Hello
I want to create a binary variable that check if char var contain only numbers.
I saw this code in google search
isnumber = not missing(input(X_Char,?? 32.));
and I want to understand it please.
What is the meaning of ??
I see that also this code work well
isnumber = not missing(input(X_Char,best.));
data have;
input X_Char $;
isnumber = not missing(input(X_Char,?? 32.));
datalines;
3.22
4..2
N/A
1.23e7
(a1) 1234
(a2) 2000
8000
Good
;
Run;
You can also use the NOTDIGIT Function
@Kathryn_SAS wrote:
You can also use the NOTDIGIT Function
Yes I thought of that, but NOTDIGIT fails for a character string like 3.22
The ? and ?? modifiers suppress error messages.
32 is the maximum number of characters that the normal numeric informat can handle.
But if you don't specify the width to use for an informat then SAS will default to 12. So your two statements are not equivalent as the first one reads the first 32 bytes of the character variable and the second only the first 12.
Note that BEST is the name of a FORMAT that tries to find the best way to represent a number in a fixed number of characters. There is no equivalent meaning of the best way to represent a number as a number so using BEST as the name of an informat is just confusing. If you do use it that way then SAS will just take at as an alias for the normal numeric informat, the one you used in your first statement.

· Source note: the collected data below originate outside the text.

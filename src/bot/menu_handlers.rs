//! Handlers for tapped menu labels: screen navigation, informational texts,
//! and the prompts that arm a pending input state.

use anyhow::Result;
use sqlx::postgres::PgPool;
use teloxide::prelude::*;
use teloxide::types::ParseMode;
use tracing::debug;

use crate::db;
use crate::dialogue::{ChatDialogue, ChatState};
use crate::localization::{t_args_lang, t_lang, Lang, LocalizationManager};
use crate::pricing::CalcMode;

use super::admin::{self, AdminAccess};
use super::keyboards::{self, MenuAction};

/// Dispatch a resolved menu action.
///
/// `access` is `Some` only when the sender passed the admin gate; the caller
/// has already dropped unauthorized admin actions.
#[allow(clippy::too_many_arguments)]
pub async fn handle_menu_action(
    bot: &Bot,
    msg: &Message,
    pool: &PgPool,
    dialogue: &ChatDialogue,
    loc: &LocalizationManager,
    action: MenuAction,
    access: Option<AdminAccess>,
) -> Result<()> {
    let Some(from) = msg.from.as_ref() else {
        return Ok(());
    };
    let user_id = from.id.0 as i64;

    match action {
        MenuAction::SelectLanguage(lang) => {
            select_language(bot, msg, pool, loc, lang).await?;
        }
        MenuAction::CheckTrack => {
            let lang = db::get_language(pool, user_id).await?;
            dialogue.update(ChatState::AwaitingTrackCodes).await?;
            bot.send_message(msg.chat.id, t_lang(loc, "ask-tracks", &lang))
                .await?;
        }
        MenuAction::MyTracks => {
            show_my_tracks(bot, msg, pool, loc, user_id).await?;
        }
        MenuAction::OpenCalculator => {
            let lang = db::get_language(pool, user_id).await?;
            bot.send_message(msg.chat.id, t_lang(loc, "calc-choose", &lang))
                .reply_markup(keyboards::calculator_keyboard(loc, &lang))
                .await?;
        }
        MenuAction::CalcByWeight => {
            prompt_calculator(bot, msg, pool, dialogue, loc, CalcMode::ByWeight).await?;
        }
        MenuAction::CalcByVolume => {
            prompt_calculator(bot, msg, pool, dialogue, loc, CalcMode::ByVolume).await?;
        }
        MenuAction::Settings => {
            let lang = db::get_language(pool, user_id).await?;
            bot.send_message(msg.chat.id, t_lang(loc, "settings-title", &lang))
                .reply_markup(keyboards::language_keyboard(loc))
                .await?;
        }
        MenuAction::InfoMenu => {
            let lang = db::get_language(pool, user_id).await?;
            bot.send_message(msg.chat.id, t_lang(loc, "info-title", &lang))
                .reply_markup(keyboards::info_keyboard(loc, &lang))
                .await?;
        }
        MenuAction::Tariffs => {
            send_info_text(bot, msg, pool, loc, user_id, "tariffs-text").await?;
        }
        MenuAction::ChinaAddress => {
            send_info_text(bot, msg, pool, loc, user_id, "china-address-text").await?;
        }
        MenuAction::PickupPoint => {
            send_info_text(bot, msg, pool, loc, user_id, "pickup-text").await?;
        }
        MenuAction::Operator => {
            send_info_text(bot, msg, pool, loc, user_id, "operator-text").await?;
        }
        MenuAction::ForbiddenGoods => {
            send_info_text(bot, msg, pool, loc, user_id, "forbidden-text").await?;
        }
        MenuAction::BackToMain => {
            let lang = db::get_language(pool, user_id).await?;
            bot.send_message(msg.chat.id, t_lang(loc, "home-title", &lang))
                .reply_markup(keyboards::main_menu_keyboard(loc, &lang))
                .await?;
        }
        MenuAction::AdminStats => {
            if let Some(access) = access {
                admin::handle_stats(bot, msg, pool, loc, access).await?;
            }
        }
        MenuAction::AdminBroadcast => {
            if let Some(access) = access {
                admin::prompt_broadcast(bot, msg, dialogue, loc, access).await?;
            }
        }
        MenuAction::AdminAddTrack => {
            if let Some(access) = access {
                admin::prompt_add_track(bot, msg, loc, access).await?;
            }
        }
        MenuAction::AdminDeleteTrack => {
            if let Some(access) = access {
                admin::prompt_delete_track(bot, msg, dialogue, loc, access).await?;
            }
        }
    }
    Ok(())
}

/// Persist the selected language and show the main menu in it
async fn select_language(
    bot: &Bot,
    msg: &Message,
    pool: &PgPool,
    loc: &LocalizationManager,
    lang: Lang,
) -> Result<()> {
    let Some(from) = msg.from.as_ref() else {
        return Ok(());
    };
    debug!(user_id = %msg.chat.id, lang = %lang.code(), "Language selected");

    db::upsert_user(
        pool,
        from.id.0 as i64,
        from.username.as_deref(),
        Some(lang.code()),
    )
    .await?;

    bot.send_message(msg.chat.id, t_lang(loc, "language-saved", lang.code()))
        .reply_markup(keyboards::main_menu_keyboard(loc, lang.code()))
        .await?;
    Ok(())
}

/// List the user's claimed tracks, newest update first
async fn show_my_tracks(
    bot: &Bot,
    msg: &Message,
    pool: &PgPool,
    loc: &LocalizationManager,
    user_id: i64,
) -> Result<()> {
    let lang = db::get_language(pool, user_id).await?;
    let tracks = db::list_tracks_for_user(pool, user_id).await?;

    if tracks.is_empty() {
        bot.send_message(msg.chat.id, t_lang(loc, "no-tracks", &lang))
            .await?;
        return Ok(());
    }

    let lines: Vec<String> = tracks
        .iter()
        .map(|track| {
            t_args_lang(
                loc,
                "my-tracks-line",
                &[
                    ("code", track.code.as_str()),
                    ("status", track.status.as_str()),
                ],
                &lang,
            )
        })
        .collect();

    bot.send_message(msg.chat.id, lines.join("\n"))
        .parse_mode(ParseMode::Markdown)
        .await?;
    Ok(())
}

/// Arm a calculator mode and ask for the value
async fn prompt_calculator(
    bot: &Bot,
    msg: &Message,
    pool: &PgPool,
    dialogue: &ChatDialogue,
    loc: &LocalizationManager,
    mode: CalcMode,
) -> Result<()> {
    let Some(from) = msg.from.as_ref() else {
        return Ok(());
    };
    let lang = db::get_language(pool, from.id.0 as i64).await?;

    dialogue.update(ChatState::Calculating { mode }).await?;

    let key = match mode {
        CalcMode::ByWeight => "calc-ask-weight",
        CalcMode::ByVolume => "calc-ask-volume",
    };
    bot.send_message(msg.chat.id, t_lang(loc, key, &lang))
        .await?;
    Ok(())
}

/// Send one of the static informational texts
async fn send_info_text(
    bot: &Bot,
    msg: &Message,
    pool: &PgPool,
    loc: &LocalizationManager,
    user_id: i64,
    key: &str,
) -> Result<()> {
    let lang = db::get_language(pool, user_id).await?;
    bot.send_message(msg.chat.id, t_lang(loc, key, &lang))
        .parse_mode(ParseMode::Markdown)
        .await?;
    Ok(())
}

You could try checking if the string only contains digits. Or perhaps digits and period. Or perhaps also include hyphen and plus sign. But that would yield false positives for values with multiple periods. And it would yield false negatives for values in scientific notation. Note that the BEST format will generate strings in scientific notation when it has to.
One thing you might want to consider is using the COMMA (or perhaps COMMAX) informat instead or the normal numeric informat. That will accept strings with commas in them (and also dollar signs).